__SUPPLIED DATA__.
= = = = = = =

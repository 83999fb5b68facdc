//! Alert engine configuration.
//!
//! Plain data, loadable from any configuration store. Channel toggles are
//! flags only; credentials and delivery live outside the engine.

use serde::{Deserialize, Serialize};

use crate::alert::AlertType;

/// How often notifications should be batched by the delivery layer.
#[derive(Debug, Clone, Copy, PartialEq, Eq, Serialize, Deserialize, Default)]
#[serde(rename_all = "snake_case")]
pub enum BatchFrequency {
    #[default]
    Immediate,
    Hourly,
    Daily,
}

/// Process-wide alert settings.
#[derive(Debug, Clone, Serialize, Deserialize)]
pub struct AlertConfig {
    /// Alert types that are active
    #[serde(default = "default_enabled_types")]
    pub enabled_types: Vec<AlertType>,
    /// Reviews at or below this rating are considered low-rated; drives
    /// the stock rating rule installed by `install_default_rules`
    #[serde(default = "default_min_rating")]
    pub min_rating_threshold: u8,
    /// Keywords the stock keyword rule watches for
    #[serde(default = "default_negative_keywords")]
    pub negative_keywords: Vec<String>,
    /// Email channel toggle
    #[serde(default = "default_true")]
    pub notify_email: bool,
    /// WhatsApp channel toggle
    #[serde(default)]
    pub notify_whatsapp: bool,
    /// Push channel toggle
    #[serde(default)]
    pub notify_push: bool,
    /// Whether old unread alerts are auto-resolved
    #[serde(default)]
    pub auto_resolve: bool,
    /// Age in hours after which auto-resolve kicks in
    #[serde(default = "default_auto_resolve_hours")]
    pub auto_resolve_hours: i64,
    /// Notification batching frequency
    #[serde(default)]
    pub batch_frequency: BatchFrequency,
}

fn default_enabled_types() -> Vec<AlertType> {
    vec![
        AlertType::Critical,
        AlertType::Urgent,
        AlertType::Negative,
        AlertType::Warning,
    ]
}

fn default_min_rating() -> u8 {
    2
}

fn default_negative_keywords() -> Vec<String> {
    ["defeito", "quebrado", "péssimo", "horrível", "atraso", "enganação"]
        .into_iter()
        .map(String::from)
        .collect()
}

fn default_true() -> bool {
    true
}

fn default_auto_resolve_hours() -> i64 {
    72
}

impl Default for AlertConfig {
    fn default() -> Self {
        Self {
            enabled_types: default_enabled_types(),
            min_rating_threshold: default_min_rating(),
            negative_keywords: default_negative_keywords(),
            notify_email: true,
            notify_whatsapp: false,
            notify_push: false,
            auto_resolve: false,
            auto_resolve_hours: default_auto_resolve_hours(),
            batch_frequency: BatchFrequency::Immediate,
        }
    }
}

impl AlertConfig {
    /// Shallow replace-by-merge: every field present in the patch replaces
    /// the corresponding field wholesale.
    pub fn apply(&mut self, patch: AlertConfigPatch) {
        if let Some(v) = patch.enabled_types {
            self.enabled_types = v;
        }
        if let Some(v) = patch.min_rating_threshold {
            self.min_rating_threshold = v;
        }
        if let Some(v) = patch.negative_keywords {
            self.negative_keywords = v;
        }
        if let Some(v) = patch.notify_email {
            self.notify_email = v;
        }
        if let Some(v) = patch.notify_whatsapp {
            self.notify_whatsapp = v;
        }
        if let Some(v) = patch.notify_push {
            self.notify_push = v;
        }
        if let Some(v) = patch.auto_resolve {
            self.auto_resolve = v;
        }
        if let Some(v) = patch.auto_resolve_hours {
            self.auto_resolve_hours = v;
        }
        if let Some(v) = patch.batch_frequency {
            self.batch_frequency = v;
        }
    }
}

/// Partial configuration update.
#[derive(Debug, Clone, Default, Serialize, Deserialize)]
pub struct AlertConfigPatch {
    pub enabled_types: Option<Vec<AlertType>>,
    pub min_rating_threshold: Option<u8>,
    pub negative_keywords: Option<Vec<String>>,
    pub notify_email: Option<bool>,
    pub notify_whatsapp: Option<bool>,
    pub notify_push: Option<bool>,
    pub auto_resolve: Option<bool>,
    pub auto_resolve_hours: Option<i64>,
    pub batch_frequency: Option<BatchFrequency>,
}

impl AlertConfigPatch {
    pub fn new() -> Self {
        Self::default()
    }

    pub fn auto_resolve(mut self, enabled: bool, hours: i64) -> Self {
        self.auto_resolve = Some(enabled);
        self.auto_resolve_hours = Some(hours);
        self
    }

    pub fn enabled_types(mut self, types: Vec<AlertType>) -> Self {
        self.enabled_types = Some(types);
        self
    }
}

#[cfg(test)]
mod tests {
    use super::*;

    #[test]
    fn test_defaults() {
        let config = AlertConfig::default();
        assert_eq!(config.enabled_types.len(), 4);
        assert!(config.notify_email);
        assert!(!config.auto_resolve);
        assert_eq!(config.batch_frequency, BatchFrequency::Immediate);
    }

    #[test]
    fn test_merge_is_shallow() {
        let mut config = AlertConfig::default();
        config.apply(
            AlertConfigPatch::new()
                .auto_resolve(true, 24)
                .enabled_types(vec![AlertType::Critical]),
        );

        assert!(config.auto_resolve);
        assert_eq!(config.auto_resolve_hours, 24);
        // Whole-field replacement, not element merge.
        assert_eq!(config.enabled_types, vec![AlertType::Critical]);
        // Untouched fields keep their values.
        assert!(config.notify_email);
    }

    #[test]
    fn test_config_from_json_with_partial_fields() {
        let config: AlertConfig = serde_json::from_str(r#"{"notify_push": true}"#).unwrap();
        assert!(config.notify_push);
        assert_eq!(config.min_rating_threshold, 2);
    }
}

= = = = = = =

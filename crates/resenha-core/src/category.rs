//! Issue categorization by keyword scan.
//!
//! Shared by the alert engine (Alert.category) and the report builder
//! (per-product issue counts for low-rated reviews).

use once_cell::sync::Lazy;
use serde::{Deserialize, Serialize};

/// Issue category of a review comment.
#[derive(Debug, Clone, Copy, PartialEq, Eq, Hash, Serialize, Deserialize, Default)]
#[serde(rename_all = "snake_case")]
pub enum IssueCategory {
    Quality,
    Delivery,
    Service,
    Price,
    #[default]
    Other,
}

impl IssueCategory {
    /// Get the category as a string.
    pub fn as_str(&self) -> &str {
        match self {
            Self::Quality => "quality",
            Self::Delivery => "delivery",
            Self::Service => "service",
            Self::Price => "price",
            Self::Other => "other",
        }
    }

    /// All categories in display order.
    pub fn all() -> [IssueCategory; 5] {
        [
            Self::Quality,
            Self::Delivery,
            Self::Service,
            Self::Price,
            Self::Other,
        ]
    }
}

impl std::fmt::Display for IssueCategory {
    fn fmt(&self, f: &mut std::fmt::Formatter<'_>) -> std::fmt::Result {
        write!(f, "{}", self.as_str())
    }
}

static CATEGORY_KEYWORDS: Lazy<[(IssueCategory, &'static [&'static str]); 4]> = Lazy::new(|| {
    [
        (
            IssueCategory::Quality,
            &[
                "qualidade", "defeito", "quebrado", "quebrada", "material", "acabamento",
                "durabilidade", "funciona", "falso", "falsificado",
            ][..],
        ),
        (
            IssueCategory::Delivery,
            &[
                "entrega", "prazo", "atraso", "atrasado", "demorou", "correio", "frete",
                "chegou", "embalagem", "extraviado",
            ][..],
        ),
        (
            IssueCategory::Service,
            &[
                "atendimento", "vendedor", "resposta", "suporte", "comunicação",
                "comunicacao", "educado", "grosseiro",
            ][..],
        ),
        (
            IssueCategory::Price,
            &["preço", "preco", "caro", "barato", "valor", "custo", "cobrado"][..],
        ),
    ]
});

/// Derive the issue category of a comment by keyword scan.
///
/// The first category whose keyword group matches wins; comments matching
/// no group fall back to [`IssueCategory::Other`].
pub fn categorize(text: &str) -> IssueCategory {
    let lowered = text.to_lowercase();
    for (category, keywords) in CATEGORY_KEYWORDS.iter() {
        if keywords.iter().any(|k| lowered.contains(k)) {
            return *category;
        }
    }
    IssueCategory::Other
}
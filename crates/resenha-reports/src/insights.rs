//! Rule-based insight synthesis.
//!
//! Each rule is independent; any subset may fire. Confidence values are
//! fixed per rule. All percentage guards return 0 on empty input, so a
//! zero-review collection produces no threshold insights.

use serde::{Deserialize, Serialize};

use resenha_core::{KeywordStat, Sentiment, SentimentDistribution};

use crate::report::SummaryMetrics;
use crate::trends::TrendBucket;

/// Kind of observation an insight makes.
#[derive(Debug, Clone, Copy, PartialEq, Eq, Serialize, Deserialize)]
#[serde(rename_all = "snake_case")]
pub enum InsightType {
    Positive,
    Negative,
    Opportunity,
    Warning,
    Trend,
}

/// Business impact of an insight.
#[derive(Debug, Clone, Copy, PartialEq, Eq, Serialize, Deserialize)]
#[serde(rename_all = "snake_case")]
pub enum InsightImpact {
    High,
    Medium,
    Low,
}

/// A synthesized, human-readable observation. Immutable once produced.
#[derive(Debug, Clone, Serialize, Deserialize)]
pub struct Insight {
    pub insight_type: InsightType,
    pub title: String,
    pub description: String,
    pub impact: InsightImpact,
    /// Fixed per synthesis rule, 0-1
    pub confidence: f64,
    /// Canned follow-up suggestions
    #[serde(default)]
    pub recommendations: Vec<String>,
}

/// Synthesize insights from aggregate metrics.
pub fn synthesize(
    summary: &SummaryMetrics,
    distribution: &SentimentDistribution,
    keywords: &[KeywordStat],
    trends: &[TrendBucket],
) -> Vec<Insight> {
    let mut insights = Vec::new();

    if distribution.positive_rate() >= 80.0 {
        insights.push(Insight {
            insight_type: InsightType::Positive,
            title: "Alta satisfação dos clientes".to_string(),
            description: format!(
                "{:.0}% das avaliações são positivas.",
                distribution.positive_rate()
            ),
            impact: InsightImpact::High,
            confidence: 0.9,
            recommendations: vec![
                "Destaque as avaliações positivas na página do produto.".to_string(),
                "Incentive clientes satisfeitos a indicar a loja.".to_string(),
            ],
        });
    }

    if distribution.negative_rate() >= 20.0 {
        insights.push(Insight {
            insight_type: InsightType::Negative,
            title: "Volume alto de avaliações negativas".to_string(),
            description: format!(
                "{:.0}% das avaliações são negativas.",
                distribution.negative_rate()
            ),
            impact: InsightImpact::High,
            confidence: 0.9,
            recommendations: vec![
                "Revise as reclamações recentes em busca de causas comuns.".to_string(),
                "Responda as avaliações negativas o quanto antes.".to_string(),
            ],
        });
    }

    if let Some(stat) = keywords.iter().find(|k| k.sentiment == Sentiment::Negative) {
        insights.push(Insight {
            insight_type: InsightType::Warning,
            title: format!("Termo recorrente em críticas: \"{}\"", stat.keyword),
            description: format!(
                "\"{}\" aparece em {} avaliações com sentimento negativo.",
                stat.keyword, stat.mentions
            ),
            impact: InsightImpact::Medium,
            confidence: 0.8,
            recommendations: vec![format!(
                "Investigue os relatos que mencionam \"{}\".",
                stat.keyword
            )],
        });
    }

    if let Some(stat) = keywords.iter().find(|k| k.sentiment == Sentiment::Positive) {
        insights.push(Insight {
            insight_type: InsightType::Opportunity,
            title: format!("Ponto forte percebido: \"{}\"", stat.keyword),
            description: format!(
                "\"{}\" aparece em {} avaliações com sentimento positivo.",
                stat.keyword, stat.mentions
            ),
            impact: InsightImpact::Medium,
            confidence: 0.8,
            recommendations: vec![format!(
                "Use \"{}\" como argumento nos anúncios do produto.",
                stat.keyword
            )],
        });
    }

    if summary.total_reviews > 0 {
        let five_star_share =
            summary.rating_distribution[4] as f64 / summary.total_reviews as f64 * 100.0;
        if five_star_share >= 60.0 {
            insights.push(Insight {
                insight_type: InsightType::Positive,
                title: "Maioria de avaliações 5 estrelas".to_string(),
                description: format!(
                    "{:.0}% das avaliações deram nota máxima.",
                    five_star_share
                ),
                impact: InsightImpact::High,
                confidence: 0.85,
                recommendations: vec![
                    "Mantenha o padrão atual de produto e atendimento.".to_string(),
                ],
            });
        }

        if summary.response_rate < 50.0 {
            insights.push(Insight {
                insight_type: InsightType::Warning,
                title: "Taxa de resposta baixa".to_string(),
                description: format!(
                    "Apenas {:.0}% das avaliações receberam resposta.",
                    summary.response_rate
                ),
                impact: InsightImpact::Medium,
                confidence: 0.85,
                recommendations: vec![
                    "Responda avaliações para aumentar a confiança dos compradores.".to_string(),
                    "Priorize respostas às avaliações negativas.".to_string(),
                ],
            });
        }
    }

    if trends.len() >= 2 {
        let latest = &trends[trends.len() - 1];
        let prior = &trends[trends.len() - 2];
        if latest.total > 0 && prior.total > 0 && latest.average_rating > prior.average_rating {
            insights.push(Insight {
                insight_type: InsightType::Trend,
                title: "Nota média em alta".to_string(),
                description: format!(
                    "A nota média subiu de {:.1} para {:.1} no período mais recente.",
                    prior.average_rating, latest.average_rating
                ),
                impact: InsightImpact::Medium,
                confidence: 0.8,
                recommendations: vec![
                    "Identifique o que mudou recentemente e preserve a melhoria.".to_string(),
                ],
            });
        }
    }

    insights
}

= = = = = = =

__YOUR TASK__. Take from the listing above each line in which the string "Price" is found.

__FINISHED TASK__.
    Price,
            Self::Price => "price",
            Self::Price,
            IssueCategory::Price,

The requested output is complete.